„Schmachtlappen“,
Eierpfannkuchen und Strafpredigten
Das ist die Fastenzeit
NORDKIRCHEN. „Jeder fünfte Deutsche macht beim Fasten mit“,
das meldete die Zeitschrift „Stern“: Nach einer repräsentativen Umfrage
wollen 20 Prozent der Deutschen in der Zeit zwischen Aschermittwoch und
Ostern auf bestimmte Nahrungs- und Genussmittel, wie etwa auf Fleisch,
Süßigkeiten, Alkohol oder Zigaretten verzichten.
Während
das Fasten heute eher als spirituelle Erfahrung die eigene Persönlichkeit
bereichern soll, war das Fasten früher als Kirchengebot nicht freiwillig.
Es war eine streng vorgeschriebene Bußübung, der jeder Katholik nachkommen
musste, wollte er nicht abseits der Gemeinschaft stehen und sein Seelenheil
aufs Spiel setzen.
Heute
sind nur noch die 40 Tage vor Ostern als Fastentage bekannt. Noch im 19.
Jahrhundert zählte das katholische Kirchenjahr fast 150 solcher Tage: neben
den vierzig Tagen von Aschermittwoch bis Karsamstag auch die vierzig Tage
vor Weihnachten. Da die Sonntage bei den Fastenzeiten ausgenommen sind,
begann die weihnachtliche Fastenzeit mit dem 11. November.
Diese
zahlreichen Fasttage konnte sich natürlich kaum jemand merken. Damit sie
nicht vergessen wurden, war es eine wichtige Aufgabe für den Pfarrer, den
Gläubigen einzuschärfen, ob und wann Fastengebote zu beachten sind.
Es
waren nicht allein der Zwangscharakter und die ungleich größere Zahl der
Fasttage, die das Fasten früherer Zeiten von dem Fasten heute unterscheideten, sondern auch die Art und Weise, wie
gefastet werden musste. Es gab zwar seit dem ausgehenden Mittelalter immer
wieder Änderungen, doch die Grundregel blieb bestehen: Es durfte kein
Fleisch von vierfüßigen Tieren und Vögeln gegessen werden und lange Zeit
waren auch Produkte dieser Tiere wie Eier, Milch, Käse, Butter und
tierisches Fett verboten. Außerdem gab es Tage, an denen die Zahl der
täglichen Mahlzeiten reduziert war.
Diese
Nahrungsbeschränkungen versuchten einige Gläubige zu kompensieren.
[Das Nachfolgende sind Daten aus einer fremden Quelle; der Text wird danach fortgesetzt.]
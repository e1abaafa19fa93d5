use civic_index::config::IccConfig;
use civic_index::error::AppError;
use civic_index::workflows::icc::{IccService, JsonFileTopicStore};
use metrics_exporter_prometheus::PrometheusHandle;
use std::sync::atomic::AtomicBool;
use std::sync::Arc;

#[derive(Clone)]
pub(crate) struct AppState {
    pub(crate) readiness: Arc<AtomicBool>,
    pub(crate) metrics: Arc<PrometheusHandle>,
}

/// Service backed by the JSON topic bank named in the configuration.
pub(crate) fn open_service(
    config: &IccConfig,
) -> Result<IccService<JsonFileTopicStore>, AppError> {
    let store = Arc::new(JsonFileTopicStore::new(&config.topic_store_path));
    Ok(IccService::open(store, config)?)
}

pub(crate) fn invalid_data<E>(err: E) -> std::io::Error
where
    E: Into<Box<dyn std::error::Error + Send + Sync>>,
{
    std::io::Error::new(std::io::ErrorKind::InvalidData, err)
}
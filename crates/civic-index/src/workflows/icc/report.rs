use std::fmt::Write as _;

use chrono::{DateTime, Utc};
use serde::Serialize;

use super::scoring::{CriterionScore, InterpretationBand, Rating, ScoreResult};
use super::topics::Suggestion;

/// One rubric line as shown back to the respondent.
#[derive(Debug, Clone, PartialEq, Serialize)]
pub struct CriterionRow {
    pub criterion: String,
    pub rating: i64,
    #[serde(skip_serializing_if = "Option::is_none")]
    pub rating_label: Option<&'static str>,
    pub normalized: f64,
    pub weight: f64,
}

impl From<&CriterionScore> for CriterionRow {
    fn from(score: &CriterionScore) -> Self {
        Self {
            criterion: score.criterion.clone(),
            rating: score.rating,
            rating_label: Rating::from_value(score.rating).map(Rating::label),
            normalized: score.normalized,
            weight: score.weight,
        }
    }
}

/// Complete answer to an assessment request: index, interpretation and suggested activities.
#[derive(Debug, Clone, PartialEq, Serialize)]
pub struct AssessmentReport {
    pub respondent: String,
    pub topic: String,
    pub index: f64,
    pub index_display: String,
    pub band: InterpretationBand,
    pub label: &'static str,
    pub criteria: Vec<CriterionRow>,
    pub suggestions: Vec<Suggestion>,
    pub generated_at: DateTime<Utc>,
}

impl AssessmentReport {
    pub fn new(
        respondent: impl Into<String>,
        topic: impl Into<String>,
        score: &ScoreResult,
        suggestions: Vec<Suggestion>,
    ) -> Self {
        Self {
            respondent: respondent.into(),
            topic: topic.into(),
            index: score.index,
            index_display: format!("{:.3}", score.index),
            band: score.band,
            label: score.label(),
            criteria: score.criteria.iter().map(CriterionRow::from).collect(),
            suggestions,
            generated_at: Utc::now(),
        }
    }

    pub fn render_text(&self) -> String {
        let mut out = String::new();
        let _ = writeln!(out, "Respondent: {}", self.respondent);
        let _ = writeln!(out, "Topic: {}", self.topic);
        let _ = writeln!(out, "Generated at: {}", self.generated_at.to_rfc3339());
        let _ = writeln!(out);
        let _ = writeln!(out, "Criteria:");
        for row in &self.criteria {
            let label = row.rating_label.unwrap_or("?");
            let _ = writeln!(
                out,
                "  - {}: {} ({label}), weight {:.1}",
                row.criterion, row.rating, row.weight
            );
        }
        let _ = writeln!(out);
        let _ = writeln!(out, "Civic contribution index: {}", self.index_display);
        let _ = writeln!(out, "{}", self.label);

        let _ = writeln!(out);
        if self.suggestions.is_empty() {
            let _ = writeln!(out, "No activities found for this topic.");
        } else {
            let _ = writeln!(out, "Suggested activities:");
            for suggestion in &self.suggestions {
                match suggestion.impact {
                    Some(impact) => {
                        let _ = writeln!(
                            out,
                            "  - {} [{}] impact {:.2}",
                            suggestion.activity, suggestion.topic, impact
                        );
                    }
                    None => {
                        let _ = writeln!(out, "  - {} [{}]", suggestion.activity, suggestion.topic);
                    }
                }
            }
        }
        out
    }
}
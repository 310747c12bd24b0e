//! Server configuration
//!
//! Settings come from an optional YAML file (default `~/.kubefacade/config`)
//! and are then overridden by command-line flags.
//!
//! ```yaml
//! server:
//!   bindAddr: 127.0.0.1
//!   port: 9090
//! kube:
//!   kubeconfig: /etc/kubefacade/kubeconfig
//!   context: staging
//! ```

use std::path::{Path, PathBuf};

use serde::{Deserialize, Serialize};
use thiserror::Error;

/// Default HTTP port
pub const DEFAULT_PORT: u16 = 8080;

/// Default bind address
pub const DEFAULT_BIND_ADDR: &str = "0.0.0.0";

/// Default config file location: ~/.kubefacade/config
pub fn default_config_path() -> PathBuf {
    dirs::home_dir()
        .unwrap_or_else(|| PathBuf::from("."))
        .join(".kubefacade")
        .join("config")
}

#[derive(Error, Debug)]
pub enum ConfigError {
    #[error("Config file not found: {0}")]
    ConfigNotFound(PathBuf),

    #[error("Failed to read file: {0}")]
    IoError(#[from] std::io::Error),

    #[error("Failed to parse config: {0}")]
    ParseError(String),
}

#[derive(Debug, Clone, Default, PartialEq, Serialize, Deserialize)]
pub struct Config {
    #[serde(default)]
    pub server: ServerConfig,

    #[serde(default)]
    pub kube: KubeSettings,
}

/// HTTP listener settings
#[derive(Debug, Clone, PartialEq, Serialize, Deserialize)]
pub struct ServerConfig {
    #[serde(rename = "bindAddr")]
    #[serde(default = "default_bind_addr")]
    pub bind_addr: String,

    #[serde(default = "default_port")]
    pub port: u16,
}

impl Default for ServerConfig {
    fn default() -> Self {
        Self {
            bind_addr: default_bind_addr(),
            port: DEFAULT_PORT,
        }
    }
}

impl ServerConfig {
    /// `addr:port` suitable for binding a listener
    pub fn listen_addr(&self) -> String {
        format!("{}:{}", self.bind_addr, self.port)
    }
}

fn default_bind_addr() -> String {
    DEFAULT_BIND_ADDR.to_string()
}

fn default_port() -> u16 {
    DEFAULT_PORT
}

/// How to reach the cluster. With neither field set the client infers its
/// configuration from the environment.
#[derive(Debug, Clone, Default, PartialEq, Serialize, Deserialize)]
pub struct KubeSettings {
    #[serde(skip_serializing_if = "Option::is_none")]
    pub kubeconfig: Option<PathBuf>,

    #[serde(skip_serializing_if = "Option::is_none")]
    pub context: Option<String>,
}

/// Parse config from a YAML string
pub fn parse_config(content: &str) -> Result<Config, ConfigError> {
    if content.trim().is_empty() {
        return Ok(Config::default());
    }
    serde_yaml::from_str(content).map_err(|e| ConfigError::ParseError(e.to_string()))
}

/// Load the config file.
///
/// An explicitly named file must exist. When no path is given the default
/// location is tried and a missing file yields the defaults.
pub fn load_config(path: Option<&Path>) -> Result<Config, ConfigError> {
    let (path, explicit) = match path {
        Some(p) => (p.to_path_buf(), true),
        None => (default_config_path(), false),
    };

    if !path.exists() {
        if explicit {
            return Err(ConfigError::ConfigNotFound(path));
        }
        return Ok(Config::default());
    }

    let content = std::fs::read_to_string(&path)?;
    parse_config(&content)
}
Bekannt
sind Schlemmereien bei Fischmahlzeiten und dem Starkbier. Das war nur bei
einer kleinen vermögenden Oberschicht so, in der
Regel dürfte es wesentlich karger zugegangen sein. Ein typischer
Fleischersatz war lange Zeit die Feige, erst gegen Ende des 18.
Jahrhunderts kamen Eier und Milchprodukte auf den Tisch, das machte eine
einigermaßen ausgeglichene Ernährung möglich: Eierpfannkuchen wurden in
großen Mengen verzehrt und liefen den Feigen als Fleischersatz den Rang ab.
In
vielen Kirchen hing ab Aschermittwoch das so genannte Fastenvelum, ein
großes, besticktes Tuch, zwischen den Gläubigen und dem Altar. Es wurde als
das Zeichen der Fastenzeit angesehen und westfälisch derb „Smachtlappen“ (Hungertuch) genannt.
Das
Hungertuch wurde erst am Mittwoch der Karwoche abgenommen. An diesem Tag
wurde die Lukaspassion verkündet: „Der Vorhang des Tempels riss
mittendurch“ (Lk 23,45), ließ der Küster den „Smachtlappen“ zu Boden fallen. Für das Kirchenvolk wird
es ein erhebender Moment gewesen sein. Der freie Blick auf den Altar
signalisierte: Bald hat das Darben ein Ende!